Raw data:
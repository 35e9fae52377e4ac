//! Password input with debounced strength evaluation.

use crate::debounce::Debounced;
use crate::field::{FieldDescriptor, FieldEvent, FieldState, FieldValue};
use crate::password::{PasswordStrength, validate_password};
use std::time::{Duration, Instant};

/// Default quiet period before a password edit is strength-checked.
pub const PASSWORD_DEBOUNCE_DELAY: Duration = Duration::from_millis(500);

/// A controlled password input.
///
/// The strength checklist is recomputed from the settled (debounced)
/// value. Unlike the text-like inputs, the error slot is reported on
/// blur and on submit — not on every settle — matching a field that
/// gives live per-rule hints while typing but only commits an error
/// message once the user leaves the field. Once the form-level
/// submitted flag flips true, every settle re-reports the error so
/// feedback appears without further interaction.
#[derive(Debug, Clone)]
pub struct PasswordInput {
	descriptor: FieldDescriptor,
	hint_text: Option<String>,
	value: String,
	debounced: Debounced<String>,
	strength: PasswordStrength,
	state: FieldState,
	error: String,
	focused: bool,
	tooltip_visible: bool,
	submitted: bool,
}

impl PasswordInput {
	/// Create a password input for the given field name.
	pub fn new(name: impl Into<String>) -> Self {
		Self {
			descriptor: FieldDescriptor::new(name),
			hint_text: None,
			value: String::new(),
			debounced: Debounced::new(String::new(), PASSWORD_DEBOUNCE_DELAY),
			strength: validate_password(""),
			state: FieldState::Pristine,
			error: String::new(),
			focused: false,
			tooltip_visible: false,
			submitted: false,
		}
	}

	/// Set the display label.
	pub fn with_label(mut self, label: impl Into<String>) -> Self {
		self.descriptor = self.descriptor.with_label(label);
		self
	}

	/// Mark the field required.
	pub fn required(mut self) -> Self {
		self.descriptor = self.descriptor.required();
		self
	}

	/// Set the placeholder hint.
	pub fn with_hint_text(mut self, hint: impl Into<String>) -> Self {
		self.hint_text = Some(hint.into());
		self
	}

	/// The descriptor to register with the form aggregator.
	pub fn descriptor(&self) -> &FieldDescriptor {
		&self.descriptor
	}

	pub fn state(&self) -> FieldState {
		self.state
	}

	pub fn value(&self) -> &str {
		&self.value
	}

	pub fn error(&self) -> &str {
		&self.error
	}

	pub fn hint_text(&self) -> Option<&str> {
		self.hint_text.as_deref()
	}

	/// Per-rule checklist for the settled value, in fixed rule order.
	pub fn strength(&self) -> &PasswordStrength {
		&self.strength
	}

	pub fn is_focused(&self) -> bool {
		self.focused
	}

	/// Whether the per-rule hint tooltip is showing.
	pub fn tooltip_visible(&self) -> bool {
		self.tooltip_visible
	}

	/// Record a user edit; the value is reported upward immediately,
	/// the strength check waits for the debounce window.
	pub fn input(&mut self, value: impl Into<String>, now: Instant) -> Vec<FieldEvent> {
		let value = value.into();
		self.value = value.clone();
		self.state = FieldState::Editing;
		self.debounced.set(value.clone(), now);

		vec![FieldEvent::ValueChanged {
			name: self.descriptor.name.clone(),
			value: FieldValue::Text(value),
		}]
	}

	/// Advance time. A settle recomputes the strength checklist; the
	/// error slot is re-reported only once the submitted flag is set.
	pub fn tick(&mut self, now: Instant) -> Vec<FieldEvent> {
		if self.debounced.poll(now).is_none() {
			return vec![];
		}
		self.strength = validate_password(self.debounced.value());
		self.state = FieldState::Validated;

		if self.submitted {
			vec![self.report_error()]
		} else {
			vec![]
		}
	}

	pub fn focus(&mut self) {
		self.focused = true;
	}

	/// Hovering the validity marker shows the per-rule tooltip while any
	/// rule is unmet.
	pub fn set_tooltip_visible(&mut self, visible: bool) {
		self.tooltip_visible = visible && !self.strength.all_rules_satisfied;
	}

	/// Leaving the field commits the current validity into the error slot.
	pub fn blur(&mut self) -> Vec<FieldEvent> {
		self.focused = false;
		self.tooltip_visible = false;
		vec![self.report_error()]
	}

	/// Called when the form-level submitted flag flips true: the field
	/// must show validation feedback even without further interaction.
	pub fn set_submitted(&mut self) -> Vec<FieldEvent> {
		self.submitted = true;
		vec![self.report_error()]
	}

	/// Cancel the pending debounce timer on teardown.
	pub fn teardown(&mut self) {
		self.debounced.cancel();
	}

	// Required check runs on the raw value; the strength verdict comes
	// from the settled value, so it can lag a fast typist until the
	// window settles.
	fn report_error(&mut self) -> FieldEvent {
		self.error = if self.descriptor.required && self.value.trim().is_empty() {
			"Password is required.".to_string()
		} else if !self.strength.all_rules_satisfied {
			"Password does not meet requirements".to_string()
		} else {
			String::new()
		};

		FieldEvent::ErrorChanged {
			name: self.descriptor.name.clone(),
			error: self.error.clone(),
		}
	}
}

#[cfg(test)]
mod tests {
	use super::*;
	use std::time::Duration;

	fn ms(n: u64) -> Duration {
		Duration::from_millis(n)
	}

	#[test]
	fn test_strength_follows_settled_value() {
		// Arrange
		let mut input = PasswordInput::new("password");
		let t0 = Instant::now();

		// Act
		input.input("Str0ng!pass", t0);

		// Assert: strength still reflects the old settled value
		assert!(!input.strength().all_rules_satisfied);

		input.tick(t0 + ms(500));
		assert!(input.strength().all_rules_satisfied);
		assert_eq!(input.strength().per_rule_results.len(), 5);
	}

	#[test]
	fn test_blur_commits_error_slot() {
		// Arrange
		let mut input = PasswordInput::new("password").required();
		let t0 = Instant::now();
		input.input("weak", t0);
		input.tick(t0 + ms(500));

		// Act
		let events = input.blur();

		// Assert
		assert_eq!(
			events,
			vec![FieldEvent::ErrorChanged {
				name: "password".to_string(),
				error: "Password does not meet requirements".to_string(),
			}]
		);
	}

	#[test]
	fn test_required_empty_beats_strength_message() {
		let mut input = PasswordInput::new("password").required();

		let events = input.blur();
		assert_eq!(
			events,
			vec![FieldEvent::ErrorChanged {
				name: "password".to_string(),
				error: "Password is required.".to_string(),
			}]
		);
	}

	#[test]
	fn test_no_error_report_on_settle_before_submit() {
		// Arrange
		let mut input = PasswordInput::new("password");
		let t0 = Instant::now();

		// Act: settle without blur or submit
		input.input("weak", t0);
		let events = input.tick(t0 + ms(500));

		// Assert: strength updated silently
		assert!(events.is_empty());
		assert!(!input.strength().all_rules_satisfied);
	}

	#[test]
	fn test_submitted_flag_forces_feedback_on_every_settle() {
		// Arrange
		let mut input = PasswordInput::new("password").required();
		let t0 = Instant::now();

		// Act: flag flips true with no input yet
		let events = input.set_submitted();
		assert_eq!(
			events,
			vec![FieldEvent::ErrorChanged {
				name: "password".to_string(),
				error: "Password is required.".to_string(),
			}]
		);

		// Later edits re-report on settle without further blur
		input.input("Str0ng!pass", t0);
		let events = input.tick(t0 + ms(500));
		assert_eq!(
			events,
			vec![FieldEvent::ErrorChanged {
				name: "password".to_string(),
				error: String::new(),
			}]
		);
	}

	#[test]
	fn test_tooltip_only_shows_while_rules_unmet() {
		let mut input = PasswordInput::new("password");
		let t0 = Instant::now();

		input.input("weak", t0);
		input.tick(t0 + ms(500));
		input.set_tooltip_visible(true);
		assert!(input.tooltip_visible());

		input.input("Str0ng!pass", t0 + ms(600));
		input.tick(t0 + ms(1_200));
		input.set_tooltip_visible(true);
		assert!(!input.tooltip_visible());
	}
}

Directions for this task: Show the lines above that have the word "FieldValue".

Solution to this exercise:
use crate::field::{FieldDescriptor, FieldEvent, FieldState, FieldValue};
			value: FieldValue::Text(value),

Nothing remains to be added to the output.